"È la prima volta che vengono esposte insieme le opere di detenuti in quattro istituzioni carcerarie milanesi" spiega Patrizia Rossetti, presidente dell'associazione dEntrofUoriars, che si prefigge di promuovere il reinserimento sociale dei detenuti nell’ambito del patrimonio artistico culturale italiano". "Ed è per noi estremamente importante: perché il carcere che dà frutti è quello che diventa fucina di cultura, che abbatte l'ignoranza, che dà opportunità di ripensamento al proprio comportamento. Noi siamo convinti che cultura, bellezza, conoscenza siano strumenti che aiutano a comprendere e capire; e che l'arte sia uno strumento di speranza e dialogo con la società civile".
L’inaugurazione della mostra, aperta a tutti, si è tenuta giovedì 26 ottobre alla presenza dei quattro docenti di pittura, curatori della mostra. Mariuccia Roccotelli ha raccontato di insegnare da quattro anni all'interno dell'Istituto Penale per i Minorenni di Milano “Beccaria”. "Spesso ci dobbiamo confrontare con ragazzi con evidenti problemi di alfabetizzazione, soprattutto dai paesi arabi. Con loro abbiamo affrontato diversi temi da esprimere nella creazione artistica: per esempio quello del cyberbullismo, oppure quello della bugia e della verità - ben rappresentato da un'opera su Pinocchio - o ancora del tempo. Il tempo accompagna i ragazzi nel loro tormento: la domanda quotidiana che si fanno è sul tempo che dovranno ancora rimanere dentro le mura del carcere".
"Io insegno arte nel carcere di Bollate ormai dal 2011" ha spiegato Renato Galbusera. "La prima volta vi sono entrato con un'emozione fortissima, poi a mano a mano che sono passati gli anni è maturata in me la convinzione che la società civile dovrebbe invadere i carceri, sarebbe necessario far cadere la barriera fisica e ideale che ancora resiste. E ho l'idea che la pittura sia un mezzo duttile che permette di uscire dal buco della serratura". Tra i tanti temi sviluppati dagli allievi detenuti di Galbusera, quello della fenice, l'idea della natura nella fotografia, Piero della Francesca, la costituzione italiana.
Valentina Marzani lavora invece come arteterapeuta al carcere di San Vittore. "La possibilità di raccontare e raccontarsi attraverso l'arte è per i detenuti qualcosa di importantissimo. Nessuno può dire loro se il loro lavoro sia bello o brutto. Tutto è accettato, tutto diventa una possibilità. Per molti di loro lavorare con l'arte è davvero l'unico momento in cui ci si può ascoltare a prescindere dall'aspettativa esterna".

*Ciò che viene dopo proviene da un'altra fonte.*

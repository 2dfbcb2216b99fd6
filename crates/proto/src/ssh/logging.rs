//! Structured logging for SSH operations
//!
//! Provides structured, contextual logging using the `tracing` framework.
//! All log messages include relevant context fields for debugging.
//!
//! # Log Levels
//!
//! - **DEBUG**: packet traffic, channel events, SFTP requests
//! - **INFO**: key exchange completion, authentication outcome
//! - **WARN**: disconnects and recoverable anomalies
//!
//! # Example
//!
//! ```no_run
//! use tern_proto::ssh::logging;
//!
//! tracing_subscriber::fmt()
//!     .with_env_filter("tern_proto::ssh=debug")
//!     .init();
//!
//! logging::log_channel_event(0, 0, "open");
//! ```

use crate::ssh::kex::Negotiated;
use tracing::{debug, info, warn};

/// Log a completed key exchange
///
/// # Arguments
///
/// * `negotiated` - Algorithms in effect from now on
/// * `session_id` - Session identifier (first exchange hash)
/// * `rekey` - Whether this exchange replaced existing keys
pub fn log_kex_complete(negotiated: &Negotiated, session_id: &[u8], rekey: bool) {
    info!(
        kex = negotiated.kex.name(),
        host_key = negotiated.host_key.name(),
        cipher_c2s = negotiated.cipher_client_to_server.name(),
        cipher_s2c = negotiated.cipher_server_to_client.name(),
        mac_c2s = negotiated.mac_client_to_server.name(),
        mac_s2c = negotiated.mac_server_to_client.name(),
        session_id = %hex::encode(&session_id[..session_id.len().min(8)]),
        rekey = rekey,
        "Key exchange completed"
    );
}

/// Log one authentication attempt and its outcome
///
/// # Arguments
///
/// * `user` - User name
/// * `method` - Method name ("password", "publickey", ...)
/// * `outcome` - "success", "failure", "partial" or "pk-ok"
pub fn log_auth_attempt(user: &str, method: &str, outcome: &str) {
    if outcome == "success" {
        info!(user = user, method = method, "Authentication succeeded");
    } else {
        debug!(
            user = user,
            method = method,
            outcome = outcome,
            "Authentication attempt"
        );
    }
}

/// Log a channel lifecycle event
pub fn log_channel_event(local_id: u32, remote_id: u32, event: &str) {
    debug!(
        channel = local_id,
        remote_channel = remote_id,
        event = event,
        "Channel event"
    );
}

/// Log an outgoing SFTP request
pub fn log_sftp_request(kind: &str, request_id: u32, path: &str) {
    debug!(
        request = kind,
        request_id = request_id,
        path = path,
        "SFTP request"
    );
}

/// Log a disconnect, sent or received
///
/// # Arguments
///
/// * `reason` - Disconnect reason code (RFC 4253 Section 11.1)
/// * `description` - Human readable text
/// * `by_peer` - Whether the server initiated it
pub fn log_disconnect(reason: u32, description: &str, by_peer: bool) {
    warn!(
        reason = reason,
        description = description,
        by_peer = by_peer,
        "SSH disconnect"
    );
}
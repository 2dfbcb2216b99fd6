// Copyright (c) 2025 Tern Project
// SPDX-License-Identifier: MIT OR Apache-2.0

//! SSH private key loading and signing
//!
//! Supported encodings:
//!
//! - **PEM formats**:
//!   - PKCS#1 (BEGIN RSA PRIVATE KEY)
//!   - PKCS#8 (BEGIN PRIVATE KEY), RSA, Ed25519 and P-256
//!   - SEC1 (BEGIN EC PRIVATE KEY), P-256
//! - **OpenSSH format**: BEGIN OPENSSH PRIVATE KEY, unencrypted, Ed25519 and P-256
//!
//! Signatures are produced as SSH signature blobs (`string alg, string sig`)
//! ready to be placed into a `publickey` authentication request. RSA keys sign
//! with `rsa-sha2-256`.
//!
//! # Examples
//!
//! ```no_run
//! use tern_proto::ssh::privatekey::PrivateKey;
//!
//! # fn main() -> Result<(), Box<dyn std::error::Error>> {
//! let key = PrivateKey::from_file("/home/user/.ssh/id_ed25519")?;
//! let blob = key.public_blob();
//! let signature = key.sign(b"data to sign")?;
//! # Ok(())
//! # }
//! ```

use crate::ssh::hostkey::fingerprint;
use crate::ssh::wire::{write_mpint, write_str, write_string, Reader};
use base64::engine::general_purpose::STANDARD;
use base64::Engine;
use bytes::BytesMut;
use ed25519_dalek::Signer as _;
use std::path::Path;
use tern_platform::{TernError, TernResult};
use zeroize::Zeroizing;

const OPENSSH_MAGIC: &[u8] = b"openssh-key-v1\0";

/// A user private key.
#[derive(Clone)]
pub enum PrivateKey {
    /// Ed25519 key
    Ed25519(ed25519_dalek::SigningKey),
    /// RSA key
    Rsa(Box<rsa::RsaPrivateKey>),
    /// ECDSA key on NIST P-256
    EcdsaP256(p256::ecdsa::SigningKey),
}

impl std::fmt::Debug for PrivateKey {
    fn fmt(&self, f: &mut std::fmt::Formatter<'_>) -> std::fmt::Result {
        f.debug_struct("PrivateKey")
            .field("type", &self.key_type())
            .field("fingerprint", &self.fingerprint())
            .finish_non_exhaustive()
    }
}

impl PrivateKey {
    /// Reads and parses a key file.
    pub fn from_file<P: AsRef<Path>>(path: P) -> TernResult<Self> {
        let text = Zeroizing::new(std::fs::read_to_string(path.as_ref()).map_err(|e| {
            TernError::Config(format!(
                "Failed to read private key {}: {}",
                path.as_ref().display(),
                e
            ))
        })?);
        Self::parse(&text)
    }

    /// Parses any supported text encoding.
    pub fn parse(text: &str) -> TernResult<Self> {
        if text.contains("BEGIN OPENSSH PRIVATE KEY") {
            Self::from_openssh(text)
        } else {
            Self::from_pem(text)
        }
    }

    /// Parses a PKCS#1, PKCS#8 or SEC1 PEM document.
    pub fn from_pem(pem: &str) -> TernResult<Self> {
        if pem.contains("BEGIN RSA PRIVATE KEY") {
            use rsa::pkcs1::DecodeRsaPrivateKey;
            let key = rsa::RsaPrivateKey::from_pkcs1_pem(pem)
                .map_err(|e| TernError::Config(format!("Failed to parse PKCS#1: {}", e)))?;
            Ok(PrivateKey::Rsa(Box::new(key)))
        } else if pem.contains("BEGIN EC PRIVATE KEY") {
            let key = p256::SecretKey::from_sec1_pem(pem)
                .map_err(|e| TernError::Config(format!("Failed to parse SEC1: {}", e)))?;
            Ok(PrivateKey::EcdsaP256(key.into()))
        } else if pem.contains("BEGIN PRIVATE KEY") {
            Self::from_pkcs8(pem)
        } else if pem.contains("BEGIN ENCRYPTED PRIVATE KEY") {
            Err(TernError::Config(
                "Encrypted private keys are not supported".to_string(),
            ))
        } else {
            Err(TernError::Config("Unrecognized PEM format".to_string()))
        }
    }

    fn from_pkcs8(pem: &str) -> TernResult<Self> {
        {
            use rsa::pkcs8::DecodePrivateKey;
            if let Ok(key) = rsa::RsaPrivateKey::from_pkcs8_pem(pem) {
                return Ok(PrivateKey::Rsa(Box::new(key)));
            }
        }
        {
            use ed25519_dalek::pkcs8::DecodePrivateKey;
            if let Ok(key) = ed25519_dalek::SigningKey::from_pkcs8_pem(pem) {
                return Ok(PrivateKey::Ed25519(key));
            }
        }
        {
            use p256::pkcs8::DecodePrivateKey;
            if let Ok(key) = p256::SecretKey::from_pkcs8_pem(pem) {
                return Ok(PrivateKey::EcdsaP256(key.into()));
            }
        }
        Err(TernError::Config(
            "Failed to parse PKCS#8: unsupported key type".to_string(),
        ))
    }

    /// Parses an unencrypted `openssh-key-v1` document.
    pub fn from_openssh(text: &str) -> TernResult<Self> {
        let body: String = text
            .lines()
            .filter(|l| !l.starts_with("-----"))
            .map(str::trim)
            .collect();
        let der = Zeroizing::new(
            STANDARD
                .decode(body.as_bytes())
                .map_err(|e| TernError::Config(format!("Failed to decode base64: {}", e)))?,
        );

        let mut r = Reader::new(&der);
        if r.read_bytes(OPENSSH_MAGIC.len())? != OPENSSH_MAGIC {
            return Err(TernError::Config(
                "Not an openssh-key-v1 document".to_string(),
            ));
        }
        let cipher = r.read_str()?;
        let _kdf = r.read_str()?;
        let _kdf_options = r.read_string()?;
        if cipher != "none" {
            return Err(TernError::Config(format!(
                "Encrypted OpenSSH keys are not supported (cipher {})",
                cipher
            )));
        }
        let count = r.read_u32()?;
        if count != 1 {
            return Err(TernError::Config(format!(
                "Expected one key in OpenSSH document, found {}",
                count
            )));
        }
        let _public = r.read_string()?;
        let mut private = Reader::new(r.read_string()?);

        let check1 = private.read_u32()?;
        let check2 = private.read_u32()?;
        if check1 != check2 {
            return Err(TernError::Config(
                "OpenSSH key check bytes mismatch".to_string(),
            ));
        }

        match private.read_str()? {
            "ssh-ed25519" => {
                let _public = private.read_string()?;
                let secret = private.read_string()?;
                if secret.len() != 64 {
                    return Err(TernError::Config(
                        "Ed25519 private key must be 64 bytes".to_string(),
                    ));
                }
                let mut seed = Zeroizing::new([0u8; 32]);
                seed.copy_from_slice(&secret[..32]);
                Ok(PrivateKey::Ed25519(ed25519_dalek::SigningKey::from_bytes(
                    &seed,
                )))
            }
            "ecdsa-sha2-nistp256" => {
                let _curve = private.read_str()?;
                let _point = private.read_string()?;
                let scalar = private.read_mpint()?;
                let key = p256::ecdsa::SigningKey::from_slice(scalar)
                    .map_err(|e| TernError::Config(format!("Invalid P-256 scalar: {}", e)))?;
                Ok(PrivateKey::EcdsaP256(key))
            }
            other => Err(TernError::Config(format!(
                "Unsupported OpenSSH key type: {}",
                other
            ))),
        }
    }

    /// Key type as found in the public blob.
    pub fn key_type(&self) -> &'static str {
        match self {
            PrivateKey::Ed25519(_) => "ssh-ed25519",
            PrivateKey::Rsa(_) => "ssh-rsa",
            PrivateKey::EcdsaP256(_) => "ecdsa-sha2-nistp256",
        }
    }

    /// Signature algorithm named in authentication requests.
    pub fn algorithm(&self) -> &'static str {
        match self {
            PrivateKey::Rsa(_) => "rsa-sha2-256",
            other => other.key_type(),
        }
    }

    /// Public key in SSH wire format.
    pub fn public_blob(&self) -> Vec<u8> {
        let mut buf = BytesMut::new();
        write_str(&mut buf, self.key_type());
        match self {
            PrivateKey::Ed25519(key) => {
                write_string(&mut buf, key.verifying_key().as_bytes());
            }
            PrivateKey::Rsa(key) => {
                use rsa::traits::PublicKeyParts;
                write_mpint(&mut buf, &key.e().to_bytes_be());
                write_mpint(&mut buf, &key.n().to_bytes_be());
            }
            PrivateKey::EcdsaP256(key) => {
                write_str(&mut buf, "nistp256");
                write_string(
                    &mut buf,
                    key.verifying_key().to_encoded_point(false).as_bytes(),
                );
            }
        }
        buf.to_vec()
    }

    /// SHA-256 fingerprint of the public key.
    pub fn fingerprint(&self) -> String {
        fingerprint(&self.public_blob())
    }

    /// Signs `data` and returns an SSH signature blob.
    pub fn sign(&self, data: &[u8]) -> TernResult<Vec<u8>> {
        let raw = match self {
            PrivateKey::Ed25519(key) => key.sign(data).to_bytes().to_vec(),
            PrivateKey::Rsa(key) => {
                use rsa::signature::{SignatureEncoding, Signer};
                let signer = rsa::pkcs1v15::SigningKey::<sha2::Sha256>::new((**key).clone());
                signer
                    .try_sign(data)
                    .map_err(|e| TernError::Security(format!("RSA signing failed: {}", e)))?
                    .to_vec()
            }
            PrivateKey::EcdsaP256(key) => {
                use signature::Signer;
                let sig: p256::ecdsa::Signature = key
                    .try_sign(data)
                    .map_err(|e| TernError::Security(format!("ECDSA signing failed: {}", e)))?;
                let (r, s) = sig.split_bytes();
                let mut inner = BytesMut::new();
                write_mpint(&mut inner, &r);
                write_mpint(&mut inner, &s);
                inner.to_vec()
            }
        };

        let mut buf = BytesMut::new();
        write_str(&mut buf, self.algorithm());
        write_string(&mut buf, &raw);
        Ok(buf.to_vec())
    }
}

"Nel carcere di Opera dove insegno" conclude Chiara Mantovani "i detenuti reclusi nella sezione di massima sicurezza hanno spazi molto ristretti e pochissime possibilità di attività: ogni strumento può essere considerato un'arma, ogni piccolo progetto deve ricevere approvazioni. Io provo a assecondarli nella loro richiesta di materiali e soggetti: ognuno dovrebbe essere libero di esprimersi come meglio crede. C'è chi ha preferito il mosaico, chi ha iniziato a costruire modellini di barche con cassette della frutta, veri e propri simboli di libertà". Spesso questi detenuti non possono avere alcun oggetto nelle loro celle, al massimo una radiolina am/fm. Anche un disegno da regalare ai propri figli, nel momento delle visite con i parenti, diventa oro, toglie il senso dell'inutilità che dà la reclusione. "A me chiamano la professoressa del colore" sorride Mantovani "vedere il colore dà speranza, fa sentire la vita".
INFORMAZIONI
“Rinascita”
Da giovedì 26 ottobre a domenica 5 novembre, dal mercoledì alla domenica dalle 14 alle 18.
Il Touring Club Italiano accoglie i visitatori alla mostra con i suoi volontari impegnati nel progetto Aperti per Voi.